EXERCISE REQUIREMENTS » Starting at the line that contains "one derived document." and ending at the line that contains "#[derive(Clone)]", the lines below are to be given again exactly, with nothing added.

╭─ INFORMATION SUPPLIED

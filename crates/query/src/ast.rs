//! Query AST and the builder functions that produce it.
//!
//! Builders only assemble trees; nothing here touches a registry.
//!
//! ```
//! use keel_query::ast::{api_version, transform, union, shortcut};
//!
//! let pods = union([
//!     shortcut("DeploymentPodSpec", Vec::<String>::new()),
//!     transform(api_version("v1").kind("Pod")).to(|m| Ok(m.object().clone())),
//! ]);
//! assert_eq!(pods.node_kind(), "union");
//! ```

use std::fmt;
use std::sync::Arc;

use keel_core::{ApiGroup, LabelMatcher, Manifest, QueryOptions, ResourceObject};

/// Maps one manifest to exactly one derived document.
pub type MapOne = Arc<dyn Fn(&Manifest) -> anyhow::Result<ResourceObject> + Send + Sync>;
/// Maps one manifest to zero or more derived documents.
pub type MapMany = Arc<dyn Fn(&Manifest) -> anyhow::Result<Vec<ResourceObject>> + Send + Sync>;
pub type Predicate = Arc<dyn Fn(&Manifest) -> anyhow::Result<bool> + Send + Sync>;

/// Immutable query tree. Cloning shares callbacks.
#[derive(Clone)]
pub enum QueryNode {
    Leaf(QueryOptions),
    Union(Vec<QueryNode>),
    Transform { source: Box<QueryNode>, map: MapOne },
    TransformMany { source: Box<QueryNode>, map: MapMany },
    Filter { source: Box<QueryNode>, predicate: Predicate },
    First(Vec<QueryNode>),
    Shortcut { name: String, args: Vec<String> },
}

impl QueryNode {
    /// Leaf over raw options; unlike the builder, the API group may be missing.
    pub fn leaf(options: QueryOptions) -> Self { QueryNode::Leaf(options) }

    pub fn node_kind(&self) -> &'static str {
        match self {
            QueryNode::Leaf(_) => "leaf",
            QueryNode::Union(_) => "union",
            QueryNode::Transform { .. } => "transform",
            QueryNode::TransformMany { .. } => "transform_many",
            QueryNode::Filter { .. } => "filter",
            QueryNode::First(_) => "first",
            QueryNode::Shortcut { .. } => "shortcut",
        }
    }
}

impl fmt::Debug for QueryNode {
    fn fmt(&self, f: &mut fmt::Formatter<'_>) -> fmt::Result {
        match self {
            QueryNode::Leaf(o) => f.debug_tuple("Leaf").field(o).finish(),
            QueryNode::Union(c) => f.debug_tuple("Union").field(c).finish(),
            QueryNode::Transform { source, .. } => f.debug_struct("Transform").field("source", source).finish_non_exhaustive(),
            QueryNode::TransformMany { source, .. } => f.debug_struct("TransformMany").field("source", source).finish_non_exhaustive(),
            QueryNode::Filter { source, .. } => f.debug_struct("Filter").field("source", source).finish_non_exhaustive(),
            QueryNode::First(c) => f.debug_tuple("First").field(c).finish(),
            QueryNode::Shortcut { name, args } => f.debug_struct("Shortcut").field("name", name).field("args", args).finish(),
        }
    }
}

// ---- leaf builder ----

/// Accumulates [`QueryOptions`] for a leaf query.
#[derive(Debug, Clone, Default)]
#[must_use]
pub struct LeafBuilder {
    options: QueryOptions,
}

/// Start from an API group; `""` is the core group.
pub fn api_group(group: &str) -> LeafBuilder {
    LeafBuilder { options: QueryOptions { api_group: Some(ApiGroup::from_name(group)), ..Default::default() } }
}

/// Start from an `apiVersion` string: `"apps/v1"` or `"v1"` (core group).
pub fn api_version(api_version: &str) -> LeafBuilder {
    let (group, version) = match api_version.rsplit_once('/') {
        Some((g, v)) => (g, v),
        None => ("", api_version),
    };
    api_group(group).version(version)
}

/// Start from the core (legacy) group.
pub fn core() -> LeafBuilder { api_group("") }

impl LeafBuilder {
    pub fn version(mut self, version: &str) -> Self {
        self.options.version = Some(version.to_string());
        self
    }

    pub fn kind(mut self, kind: &str) -> Self {
        self.options.kind = Some(kind.to_string());
        self
    }

    /// Repeatable; names accumulate.
    pub fn name(mut self, name: &str) -> Self {
        self.options.add_name(name);
        self
    }

    pub fn namespace(mut self, namespace: &str) -> Self {
        self.options.namespace = Some(namespace.to_string());
        self
    }

    /// Equality label filter.
    pub fn label(self, key: &str, value: &str) -> Self { self.label_matching(key, LabelMatcher::from(value)) }

    pub fn label_matching(mut self, key: &str, matcher: LabelMatcher) -> Self {
        self.options.add_label(key, matcher);
        self
    }

    pub fn options(&self) -> &QueryOptions { &self.options }

    pub fn build(self) -> QueryNode { QueryNode::Leaf(self.options) }
}

impl From<LeafBuilder> for QueryNode {
    fn from(b: LeafBuilder) -> Self { b.build() }
}

// ---- combinators ----

/// Set union by manifest identity, first-seen order.
pub fn union<I, N>(children: I) -> QueryNode
where
    I: IntoIterator<Item = N>,
    N: Into<QueryNode>,
{
    QueryNode::Union(children.into_iter().map(Into::into).collect())
}

/// First non-empty child result; later children are not evaluated.
pub fn first<I, N>(children: I) -> QueryNode
where
    I: IntoIterator<Item = N>,
    N: Into<QueryNode>,
{
    QueryNode::First(children.into_iter().map(Into::into).collect())
}

/// Named query template, resolved when evaluated.
pub fn shortcut<I, S>(name: &str, args: I) -> QueryNode
where
    I: IntoIterator<Item = S>,
    S: Into<String>,
{
    QueryNode::Shortcut { name: name.to_string(), args: args.into_iter().map(Into::into).collect() }
}

#[must_use]
pub struct TransformBuilder(QueryNode);
#[must_use]
pub struct TransformManyBuilder(QueryNode);
#[must_use]
pub struct FilterBuilder(QueryNode);

pub fn transform(source: impl Into<QueryNode>) -> TransformBuilder { TransformBuilder(source.into()) }
pub fn transform_many(source: impl Into<QueryNode>) -> TransformManyBuilder { TransformManyBuilder(source.into()) }
pub fn filter(source: impl Into<QueryNode>) -> FilterBuilder { FilterBuilder(source.into()) }

impl TransformBuilder {
    pub fn to<F>(self, map: F) -> QueryNode
    where
        F: Fn(&Manifest) -> anyhow::Result<ResourceObject> + Send + Sync + 'static,
    {
        QueryNode::Transform { source: Box::new(self.0), map: Arc::new(map) }
    }
}

impl TransformManyBuilder {
    pub fn to<F>(self, map: F) -> QueryNode
    where
        F: Fn(&Manifest) -> anyhow::Result<Vec<ResourceObject>> + Send + Sync + 'static,
    {
        QueryNode::TransformMany { source: Box::new(self.0), map: Arc::new(map) }
    }
}

impl FilterBuilder {
    pub fn criteria<F>(self, predicate: F) -> QueryNode
    where
        F: Fn(&Manifest) -> anyhow::Result<bool> + Send + Sync + 'static,
    {
        QueryNode::Filter { source: Box::new(self.0), predicate: Arc::new(predicate) }
    }
}

#[cfg(test)]
mod tests {
    use super::*;

    fn leaf_options(node: &QueryNode) -> &QueryOptions {
        match node {
            QueryNode::Leaf(o) => o,
            other => panic!("expected leaf, got {:?}", other),
        }
    }

    #[test]
    fn api_version_splits_group() {
        let n = api_version("apps/v1").kind("Deployment").build();
        let o = leaf_options(&n);
        assert_eq!(o.api_group, Some(ApiGroup::Named("apps".into())));
        assert_eq!(o.version.as_deref(), Some("v1"));
        assert_eq!(o.kind.as_deref(), Some("Deployment"));

        let n = api_version("v1").kind("Secret").build();
        assert_eq!(leaf_options(&n).api_group, Some(ApiGroup::Core));
    }

    #[test]
    fn builder_accumulates_names_and_labels() {
        let n: QueryNode = core().kind("Secret").name("a").name("b").name("a").namespace("prod").label("app", "web").into();
        let o = leaf_options(&n);
        assert_eq!(o.name_filters, vec!["a".to_string(), "b".to_string()]);
        assert_eq!(o.namespace.as_deref(), Some("prod"));
        assert_eq!(o.label_filters.len(), 1);
    }

    #[test]
    fn empty_group_name_is_core() {
        assert_eq!(leaf_options(&api_group("").kind("Pod").build()).api_group, Some(ApiGroup::Core));
    }

    #[test]
    fn combinators_nest_without_evaluating() {
        let n = first([
            core().kind("Secret").build(),
            transform(filter(api_group("bitnami.com").kind("SealedSecret")).criteria(|_| Ok(true))).to(|m| Ok(m.object().clone())),
        ]);
        match &n {
            QueryNode::First(children) => {
                assert_eq!(children.len(), 2);
                assert_eq!(children[1].node_kind(), "transform");
            }
            other => panic!("unexpected {:?}", other),
        }
        let dbg = format!("{:?}", n);
        assert!(dbg.contains("SealedSecret"));
    }
}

╰─

SOLUTION FOR THIS EXERCISE »
/// Maps one manifest to exactly one derived document.
pub type MapOne = Arc<dyn Fn(&Manifest) -> anyhow::Result<ResourceObject> + Send + Sync>;
/// Maps one manifest to zero or more derived documents.
pub type MapMany = Arc<dyn Fn(&Manifest) -> anyhow::Result<Vec<ResourceObject>> + Send + Sync>;
pub type Predicate = Arc<dyn Fn(&Manifest) -> anyhow::Result<bool> + Send + Sync>;

/// Immutable query tree. Cloning shares callbacks.
#[derive(Clone)]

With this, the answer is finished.